Lines holding the string "AtomicUsize" are the ones to copy from this listing.

Entries shown:
━━━

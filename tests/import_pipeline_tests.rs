//! Bulk Import Pipeline Integration Tests
//!
//! Drives the orchestrator end to end against the in-process chain.
//!
//! Test categories:
//! - Full imports and resulting ledger state
//! - Resume after a failed broadcast
//! - Resume after an interruption while waiting for commit
//! - Resumed runs matching an uninterrupted run on mixed records
//! - Gas-driven chunk splitting
//!
//! Run with:
//!   cargo test --test import_pipeline_tests -- --nocapture

mod common;

use anyhow::{anyhow, Result};
use parking_lot::Mutex;
use std::path::Path;
use std::sync::atomic::{AtomicUsize, Ordering};
use std::sync::Arc;
use tempfile::TempDir;

use asset_ledger::import::{
    BroadcastResult, Broadcaster, ChunkConfig, CommitWaitConfig, CommitWatcher, ImportOrchestrator, ImportSession,
    ImportState, LocalChain, RecordCursor, SessionPlan, Simulator, StatusStore, TxStatus,
};
use asset_ledger::types::{BucketBalance, ImportChunk, LedgerKey, LedgerToEntries, MsgBulkImport};
use common::{entry_ids, record_entry_ids, setup_chain, write_import_file, write_import_records};

// =============================================================================
// Helper Functions
// =============================================================================

/// Wraps a chain to inject one failure: a broadcast error, or a broadcast
/// that lands while the signer's sequence appears stuck.
struct FlakyChain {
    inner: Arc<LocalChain>,
    fail_broadcast_at: Option<usize>,
    stall_after: Option<usize>,
    broadcasts: AtomicUsize,
    frozen_sequence: Mutex<Option<u64>>,
}

impl FlakyChain {
    fn new(inner: Arc<LocalChain>) -> Self {
        Self {
            inner,
            fail_broadcast_at: None,
            stall_after: None,
            broadcasts: AtomicUsize::new(0),
            frozen_sequence: Mutex::new(None),
        }
    }
}

#[async_trait::async_trait]
impl Simulator for FlakyChain {
    async fn simulate(&self, msg: &MsgBulkImport) -> Result<u64> {
        self.inner.simulate(msg).await
    }
}

#[async_trait::async_trait]
impl Broadcaster for FlakyChain {
    async fn broadcast(&self, msg: &MsgBulkImport, gas_limit: u64) -> Result<BroadcastResult> {
        let n = self.broadcasts.fetch_add(1, Ordering::SeqCst);
        if self.fail_broadcast_at == Some(n) {
            return Err(anyhow!("connection reset by peer"));
        }
        if self.stall_after == Some(n) {
            let sequence = self.inner.account_sequence().await?;
            *self.frozen_sequence.lock() = Some(sequence);
        }
        self.inner.broadcast(msg, gas_limit).await
    }
}

#[async_trait::async_trait]
impl CommitWatcher for FlakyChain {
    async fn account_sequence(&self) -> Result<u64> {
        let frozen = *self.frozen_sequence.lock();
        match frozen {
            Some(sequence) => Ok(sequence),
            None => self.inner.account_sequence().await,
        }
    }

    async fn tx_status(&self, tx_hash: &str) -> Result<TxStatus> {
        self.inner.tx_status(tx_hash).await
    }
}

fn orchestrator<C>(dir: &Path, config: ChunkConfig, chain: Arc<C>) -> ImportOrchestrator
where
    C: Simulator + Broadcaster + CommitWatcher + 'static,
{
    ImportOrchestrator::for_chain(config, StatusStore::new(dir), chain, common::AUTHORITY)
        .with_commit_wait(CommitWaitConfig::immediate())
}

async fn ready(orch: &ImportOrchestrator, file: &Path, import_id: &str) -> Result<ImportSession> {
    match orch.prepare(file, Some(import_id)).await? {
        SessionPlan::Ready(session) => Ok(session),
        SessionPlan::AlreadyCompleted(_) => Err(anyhow!("import {} already completed", import_id)),
    }
}

/// Correlation ids stored on chain for ledgers `nft-0..nft-{ledgers}`.
fn stored_ids(chain: &LocalChain, ledgers: usize) -> Result<Vec<String>> {
    let keeper = chain.keeper();
    let mut ids = Vec::new();
    for i in 0..ledgers {
        let key = LedgerKey::new("asset-1", format!("nft-{}", i));
        ids.extend(
            keeper
                .list_ledger_entries(&key)?
                .into_iter()
                .map(|e| e.correlation_id),
        );
    }
    Ok(ids)
}

/// Chunk bound of roughly three records.
fn small_chunks() -> ChunkConfig {
    ChunkConfig::with_chunk_size(3 * serde_json::to_vec(&common::record_json(0, 3)).map_or(0, |v| v.len()))
}

/// Chunk bound that exactly fits the first `n` records of an import file
/// shaped like `entries`.
fn bound_for(entries: &[usize], n: usize) -> Result<ChunkConfig> {
    let records = entries[..n]
        .iter()
        .enumerate()
        .map(|(i, &e)| serde_json::from_value(common::record_json(i, e)))
        .collect::<std::result::Result<Vec<LedgerToEntries>, _>>()?;
    Ok(ChunkConfig::with_chunk_size(ImportChunk::new(records).size_bytes()?))
}

// =============================================================================
// Full Import Tests
// =============================================================================

#[tokio::test]
async fn test_full_import_builds_ledgers_and_balances() -> Result<()> {
    let temp_dir = TempDir::new()?;
    let file = write_import_file(temp_dir.path(), 10, 3)?;
    let chain = Arc::new(setup_chain(10)?);
    let orch = orchestrator(temp_dir.path(), small_chunks(), chain.clone());

    let report = orch.run(ready(&orch, &file, "import_full").await?).await?;
    assert!(report.chunks_submitted >= 3);

    let status = orch.status_store().require("import_full")?;
    assert_eq!(status.status, ImportState::Completed);
    assert_eq!(status.completed_chunks, status.total_chunks);
    assert_eq!(status.total_ledgers, 10);
    assert_eq!(status.total_entries, 30);
    assert_eq!(status.last_successful_correlation_id.as_deref(), Some("l9-e2"));

    assert_eq!(stored_ids(&chain, 10)?, entry_ids(10, 3));
    let keeper = chain.keeper();
    let key = LedgerKey::new("asset-1", "nft-4");
    assert_eq!(keeper.require_get_ledger(&key)?.interest_rate, 5_000_000);
    assert_eq!(keeper.balances_as_of(&key, 19_001)?, vec![BucketBalance::new(1, 800i64)]);
    assert_eq!(keeper.balances_as_of(&key, 19_010)?, vec![BucketBalance::new(1, 700i64)]);
    Ok(())
}

#[tokio::test]
async fn test_plan_matches_submitted_chunks() -> Result<()> {
    let temp_dir = TempDir::new()?;
    let file = write_import_file(temp_dir.path(), 10, 3)?;
    let chain = Arc::new(setup_chain(10)?);
    let orch = orchestrator(temp_dir.path(), small_chunks(), chain.clone());

    let plan = orch.plan(&file).await?;
    assert!(plan.chunks.iter().all(|c| c.within_limits));
    assert!(stored_ids(&chain, 10)?.is_empty(), "planning must not import");

    let report = orch.run(ready(&orch, &file, "import_plan").await?).await?;
    assert_eq!(report.chunks_submitted, plan.chunks.len());
    assert_eq!(plan.total_entries, 30);
    Ok(())
}

// =============================================================================
// Resume Tests
// =============================================================================

#[tokio::test]
async fn test_resume_after_failed_broadcast() -> Result<()> {
    let temp_dir = TempDir::new()?;
    let file = write_import_file(temp_dir.path(), 10, 3)?;
    let chain = Arc::new(setup_chain(10)?);

    let flaky = Arc::new(FlakyChain {
        fail_broadcast_at: Some(2),
        ..FlakyChain::new(chain.clone())
    });
    let orch = orchestrator(temp_dir.path(), small_chunks(), flaky);
    let err = orch.run(ready(&orch, &file, "import_retry").await?).await.unwrap_err();
    assert!(err.to_string().contains("failed to process chunk 2"), "{}", err);

    let failed = orch.status_store().require("import_retry")?;
    assert_eq!(failed.status, ImportState::Failed);
    assert_eq!(failed.completed_chunks, 2);
    let committed = stored_ids(&chain, 10)?;
    assert_eq!(
        failed.last_successful_correlation_id.as_deref(),
        committed.last().map(String::as_str)
    );

    let orch = orchestrator(temp_dir.path(), small_chunks(), chain.clone());
    orch.run(ready(&orch, &file, "import_retry").await?).await?;

    // Same end state as an uninterrupted run.
    assert_eq!(stored_ids(&chain, 10)?, entry_ids(10, 3));
    let done = orch.status_store().require("import_retry")?;
    assert_eq!(done.status, ImportState::Completed);
    assert_eq!(done.gas_costs, failed.gas_costs);
    assert!(done.error_message.is_none());
    Ok(())
}

#[tokio::test]
async fn test_resume_reconciles_chunk_committed_during_interruption() -> Result<()> {
    let temp_dir = TempDir::new()?;
    let file = write_import_file(temp_dir.path(), 10, 3)?;
    let chain = Arc::new(setup_chain(10)?);

    let stalled = Arc::new(FlakyChain {
        stall_after: Some(1),
        ..FlakyChain::new(chain.clone())
    });
    let orch = orchestrator(temp_dir.path(), small_chunks(), stalled);
    let err = orch.run(ready(&orch, &file, "import_stall").await?).await.unwrap_err();
    assert!(err.to_string().contains("failed to wait for transaction confirmation for chunk 1"));

    let status = orch.status_store().require("import_stall")?;
    let attempt = status.last_attempted_chunk.clone().ok_or_else(|| anyhow!("no attempt recorded"))?;
    assert!(!attempt.confirmed);
    assert_eq!(status.completed_chunks, 1);

    // The chunk did land; resuming must not submit it again.
    let orch = orchestrator(temp_dir.path(), small_chunks(), chain.clone());
    let session = ready(&orch, &file, "import_stall").await?;
    assert_eq!(session.status.completed_chunks, 2);
    assert_eq!(session.resume_from(), attempt.last_correlation_id.as_deref());
    orch.run(session).await?;

    assert_eq!(stored_ids(&chain, 10)?, entry_ids(10, 3));
    Ok(())
}

#[tokio::test]
async fn test_resume_skips_committed_ledger_only_record() -> Result<()> {
    let temp_dir = TempDir::new()?;
    let shape = [1, 0, 6];
    let file = write_import_records(temp_dir.path(), &shape)?;
    let config = bound_for(&shape, 2)?;
    let chain = Arc::new(setup_chain(3)?);

    let flaky = Arc::new(FlakyChain {
        fail_broadcast_at: Some(1),
        ..FlakyChain::new(chain.clone())
    });
    let orch = orchestrator(temp_dir.path(), config, flaky);
    let err = orch.run(ready(&orch, &file, "import_gap").await?).await.unwrap_err();
    assert!(err.to_string().contains("failed to process chunk 1 [l2-e0..l2-e5]"), "{}", err);

    // Chunk 0 ended with nft-1, which has no entry of its own.
    let failed = orch.status_store().require("import_gap")?;
    assert_eq!(failed.completed_chunks, 1);
    assert_eq!(failed.last_successful_correlation_id.as_deref(), Some("l0-e0"));
    assert_eq!(failed.resume_cursor, Some(RecordCursor::new(2, 0)));
    assert!(chain.keeper().has_ledger(&LedgerKey::new("asset-1", "nft-1"))?);

    let orch = orchestrator(temp_dir.path(), config, chain.clone());
    let session = ready(&orch, &file, "import_gap").await?;
    assert_eq!(session.remaining_chunks(), 1);
    let report = orch.run(session).await?;
    assert_eq!(report.chunks_submitted, 1);
    assert_eq!(report.status.status, ImportState::Completed);
    assert_eq!(stored_ids(&chain, 3)?, record_entry_ids(&shape));
    Ok(())
}

#[tokio::test]
async fn test_interrupted_imports_match_uninterrupted_run() -> Result<()> {
    // Chunk 0 holds the first two records and so ends on a ledger-only one.
    let shape = [2, 0, 3, 0, 0, 2, 1];
    let config = bound_for(&shape, 2)?;

    let baseline_dir = TempDir::new()?;
    let file = write_import_records(baseline_dir.path(), &shape)?;
    let baseline = Arc::new(setup_chain(shape.len())?);
    let orch = orchestrator(baseline_dir.path(), config, baseline.clone());
    let chunks = orch.plan(&file).await?.chunks.len();
    assert!(chunks >= 3, "{} chunks", chunks);
    orch.run(ready(&orch, &file, "import_mixed").await?).await?;
    let expected = baseline.keeper().export_genesis()?;
    assert_eq!(expected.ledgers.len(), shape.len());
    assert_eq!(stored_ids(&baseline, shape.len())?, record_entry_ids(&shape));

    for interrupt_at in 0..chunks {
        for stall in [false, true] {
            let temp_dir = TempDir::new()?;
            let file = write_import_records(temp_dir.path(), &shape)?;
            let chain = Arc::new(setup_chain(shape.len())?);
            let flaky = FlakyChain::new(chain.clone());
            let flaky = Arc::new(if stall {
                FlakyChain {
                    stall_after: Some(interrupt_at),
                    ..flaky
                }
            } else {
                FlakyChain {
                    fail_broadcast_at: Some(interrupt_at),
                    ..flaky
                }
            });
            let orch = orchestrator(temp_dir.path(), config, flaky);
            assert!(orch.run(ready(&orch, &file, "import_mixed").await?).await.is_err());

            let orch = orchestrator(temp_dir.path(), config, chain.clone());
            let report = orch.run(ready(&orch, &file, "import_mixed").await?).await?;
            assert_eq!(report.status.status, ImportState::Completed);
            assert_eq!(
                chain.keeper().export_genesis()?,
                expected,
                "interrupted at chunk {} (stalled: {})",
                interrupt_at,
                stall
            );
        }
    }
    Ok(())
}

#[tokio::test]
async fn test_completed_import_is_not_rerun() -> Result<()> {
    let temp_dir = TempDir::new()?;
    let file = write_import_file(temp_dir.path(), 2, 2)?;
    let chain = Arc::new(setup_chain(2)?);
    let orch = orchestrator(temp_dir.path(), ChunkConfig::default(), chain.clone());
    orch.run(ready(&orch, &file, "import_once").await?).await?;

    match orch.prepare(&file, Some("import_once")).await? {
        SessionPlan::AlreadyCompleted(status) => assert_eq!(status.total_entries, 4),
        SessionPlan::Ready(_) => panic!("completed import was prepared again"),
    }
    Ok(())
}

// =============================================================================
// Gas Bound Tests
// =============================================================================

#[tokio::test]
async fn test_records_over_gas_budget_are_split() -> Result<()> {
    let temp_dir = TempDir::new()?;
    let file = write_import_file(temp_dir.path(), 3, 30)?;
    let chain = Arc::new(setup_chain(3)?);
    let config = ChunkConfig {
        max_gas_per_tx: 400_000,
        ..ChunkConfig::default()
    };
    let orch = orchestrator(temp_dir.path(), config, chain.clone());

    let session = ready(&orch, &file, "import_split").await?;
    let costs = session.costs;
    assert!(costs.ledger_with_key_gas > 0 && costs.entry_gas > 0);
    // A whole record would not fit one transaction.
    assert!(costs.ledger_with_key_gas + 30 * costs.entry_gas > config.gas_budget());

    let report = orch.run(session).await?;
    assert!(report.chunks_submitted > 3);
    assert_eq!(stored_ids(&chain, 3)?, entry_ids(3, 30));
    Ok(())
}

━━━

Worked solution:
use std::sync::atomic::{AtomicUsize, Ordering};
    broadcasts: AtomicUsize,
            broadcasts: AtomicUsize::new(0),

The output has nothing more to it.